The pain at the pump for American drivers has roots that run deeper than today’s crisis. In recent years, while fracking’s supporters were shouting “drill baby drill,” the oil industry began lobbying behind the scenes to undercut programs designed to make vehicles more fuel-efficient or less reliant on fossil fuels. Alongside automakers, they helped pave the way for a boom in gas guzzlers that attracted consumers when gas prices were relatively low: In 2021, a stunning 78% of new vehicles sold in the United States were SUVs or trucks, according to the Wall Street Journal. American carmakers like Ford, General Motors, and Fiat Chrysler have nearly abandoned making sedans for U.S. drivers altogether.

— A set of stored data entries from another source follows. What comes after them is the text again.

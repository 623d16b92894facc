//! Routes broadcast channel messages to the handler configured for their chat.

use std::collections::HashMap;
use std::sync::Arc;
use std::time::Duration;

use backon::{ConstantBuilder, Retryable};
use serde::Serialize;
use tokio::sync::RwLock;
use tracing::{debug, error, info, warn};

use crate::errors::DeliveryError;
use crate::metrics::Metrics;
use crate::models::channel::{ChannelMessage, ChannelRoute, HandlerConfig, MediaAttachment};
use crate::services::notifier::NotificationSink;

const FORWARD_TITLE: &str = "Channel update";
const DEFAULT_RETRY_DELAY: Duration = Duration::from_secs(10);
const DEFAULT_MAX_RETRIES: usize = 3;

#[derive(Debug, Clone, PartialEq)]
pub enum ChannelHandler {
    Keyword(KeywordForwarder),
    Ignore,
}

impl From<&HandlerConfig> for ChannelHandler {
    fn from(config: &HandlerConfig) -> Self {
        match config {
            HandlerConfig::Keyword { keywords } => {
                ChannelHandler::Keyword(KeywordForwarder::new(keywords.clone()))
            }
            HandlerConfig::Ignore => ChannelHandler::Ignore,
        }
    }
}

#[derive(Debug, Clone, PartialEq)]
pub struct KeywordForwarder {
    keywords: Vec<String>,
}

impl KeywordForwarder {
    pub fn new(keywords: Vec<String>) -> Self {
        Self { keywords }
    }

    pub fn matches(&self, content: &str) -> bool {
        self.keywords.iter().any(|k| content.contains(k.as_str()))
    }
}

#[derive(Debug, Clone, PartialEq, Eq, Serialize)]
#[serde(tag = "outcome", content = "error", rename_all = "snake_case")]
pub enum RouteOutcome {
    Forwarded,
    NotOfInterest,
    Ignored,
    Unrouted,
    Failed(String),
}

pub struct ChannelRouter {
    routes: RwLock<HashMap<i64, ChannelHandler>>,
    sink: Arc<dyn NotificationSink>,
    retry_delay: Duration,
    max_retries: usize,
    metrics: Option<Arc<Metrics>>,
}

impl ChannelRouter {
    /// Resolve the route table. A later route for the same chat wins.
    pub fn new(routes: &[ChannelRoute], sink: Arc<dyn NotificationSink>) -> Self {
        Self {
            routes: RwLock::new(resolve(routes)),
            sink,
            retry_delay: DEFAULT_RETRY_DELAY,
            max_retries: DEFAULT_MAX_RETRIES,
            metrics: None,
        }
    }

    pub fn with_retry(mut self, delay: Duration, max_retries: usize) -> Self {
        self.retry_delay = delay;
        self.max_retries = max_retries;
        self
    }

    pub fn with_metrics(mut self, metrics: Arc<Metrics>) -> Self {
        self.metrics = Some(metrics);
        self
    }

    /// Replace the whole route table. Forwards already in progress finish with
    /// the handler they started with.
    pub async fn reload(&self, routes: &[ChannelRoute]) {
        let resolved = resolve(routes);
        info!(routes = resolved.len(), "channel routes reloaded");
        *self.routes.write().await = resolved;
    }

    pub async fn routed_chats(&self) -> Vec<i64> {
        let mut chats: Vec<i64> = self.routes.read().await.keys().copied().collect();
        chats.sort_unstable();
        chats
    }

    pub async fn handle(&self, message: &ChannelMessage) -> RouteOutcome {
        if let Some(ref metrics) = self.metrics {
            metrics.channel_messages_total.inc();
        }

        let handler = self.routes.read().await.get(&message.chat_id).cloned();
        let Some(handler) = handler else {
            debug!(chat_id = message.chat_id, "message from unrouted chat");
            return RouteOutcome::Unrouted;
        };

        match handler {
            ChannelHandler::Ignore => RouteOutcome::Ignored,
            ChannelHandler::Keyword(forwarder) => {
                let content = render_content(message);
                if !forwarder.matches(&content) {
                    info!(
                        chat_id = message.chat_id,
                        content = %content.replace('\n', " "),
                        "channel message not of interest"
                    );
                    return RouteOutcome::NotOfInterest;
                }
                self.forward(message.chat_id, &content).await
            }
        }
    }

    async fn forward(&self, chat_id: i64, content: &str) -> RouteOutcome {
        let body = format!("**{}**\n\n{}\n", FORWARD_TITLE, content);
        let sink = &self.sink;
        let body = body.as_str();

        let result = (|| async move { sink.send(FORWARD_TITLE, body).await })
            .retry(
                ConstantBuilder::default()
                    .with_delay(self.retry_delay)
                    .with_max_times(self.max_retries),
            )
            .sleep(tokio::time::sleep)
            .notify(|e: &DeliveryError, after: Duration| {
                warn!(chat_id = chat_id, error = %e, retry_in = ?after, "channel forward failed, retrying");
            })
            .await;

        match result {
            Ok(()) => {
                info!(chat_id = chat_id, "channel message forwarded");
                if let Some(ref metrics) = self.metrics {
                    metrics.channel_forwards_total.inc();
                }
                RouteOutcome::Forwarded
            }
            Err(e) => {
                error!(chat_id = chat_id, error = %e, "channel forward gave up");
                RouteOutcome::Failed(e.to_string())
            }
        }
    }
}

fn resolve(routes: &[ChannelRoute]) -> HashMap<i64, ChannelHandler> {
    routes
        .iter()
        .map(|route| (route.chat_id, ChannelHandler::from(&route.handler)))
        .collect()
}

/// Plain-text rendering used both for keyword matching and the forwarded body
pub fn render_content(message: &ChannelMessage) -> String {
    let mut lines = vec![
        format!("Time: {}", message.posted_at.format("%Y-%m-%d %H:%M")),
        format!("Source: {}", message.chat_id),
    ];

    match message.text.as_deref() {
        Some(text) if !text.trim().is_empty() => lines.push(format!("Content:\n{}", text)),
        _ => lines.push("Content: [non-text content]".to_string()),
    }

    if let Some(media) = &message.media {
        lines.push(match media {
            MediaAttachment::Photo { width, height } => format!("Photo: {}x{}", width, height),
            MediaAttachment::Document { file_name } => format!("File: {}", file_name),
            MediaAttachment::Video { duration_secs } => format!("Video: {}s", duration_secs),
        });
    }

    lines.join("\n")
}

That was a step in the wrong direction, efficiency advocates say. “We absolutely should be moving to establishing independence from fossil fuels, both for geopolitical and for public health and climate reasons,” said Luke Tonachel, director of the Natural Resources Defense Council’s (NRDC) clean vehicles and fuels group. “I think our best tool to fight petro-dictators is to shake off the need for the petroleum that is the source of their power.”
The recent bigger-is-better boom is creating big problems for drivers as gas prices soar because once a vehicle is built, keeping up with maintenance and deploying a few tips and tricks are about all your average driver can do to improve a car’s fuel efficiency beyond its design specs. Until today’s cars are retired, American drivers are pretty much stuck with hundreds of millions of vehicles built while gas prices largely hovered between $2 and $3 a gallon.
But while conversations about fuel efficiency are often dominated by debates about whether buyers or sellers should shoulder the blame for the stampede towards SUVs over Priuses, there’s another often-ignored actor in the room.
Federal rules shape the menu of options offered to consumers by requiring automakers to achieve fleet-wide averages on fuel efficiency. A quick look back shows the oil industry’s fingerprints (alongside those of car manufacturers) on gambits to grind down those fuel efficiency standards, leaving everyday Americans more dependent on oil.
“Least efficient globally”
This isn’t the first time Americans have been burned by vehicles that fail to deliver good mileage – nor that foreign governments sought to leverage that inefficiency against American drivers. In fact, today’s fuel-efficiency framework was born in response to another oil supply crunch with geopolitical roots almost 50 years ago.
In 1973 the average gas mileage of new American cars had plummeted to an all-time low of 12.9 miles per gallon (MPG) — or about half the Ford Model T’s 25 MPG, according to The Atlantic. That same year, the first major oil crisis hit the United States in the form of an oil embargo by OPEC. As the Nixon administration scrambled to respond, oil rationing soon followed.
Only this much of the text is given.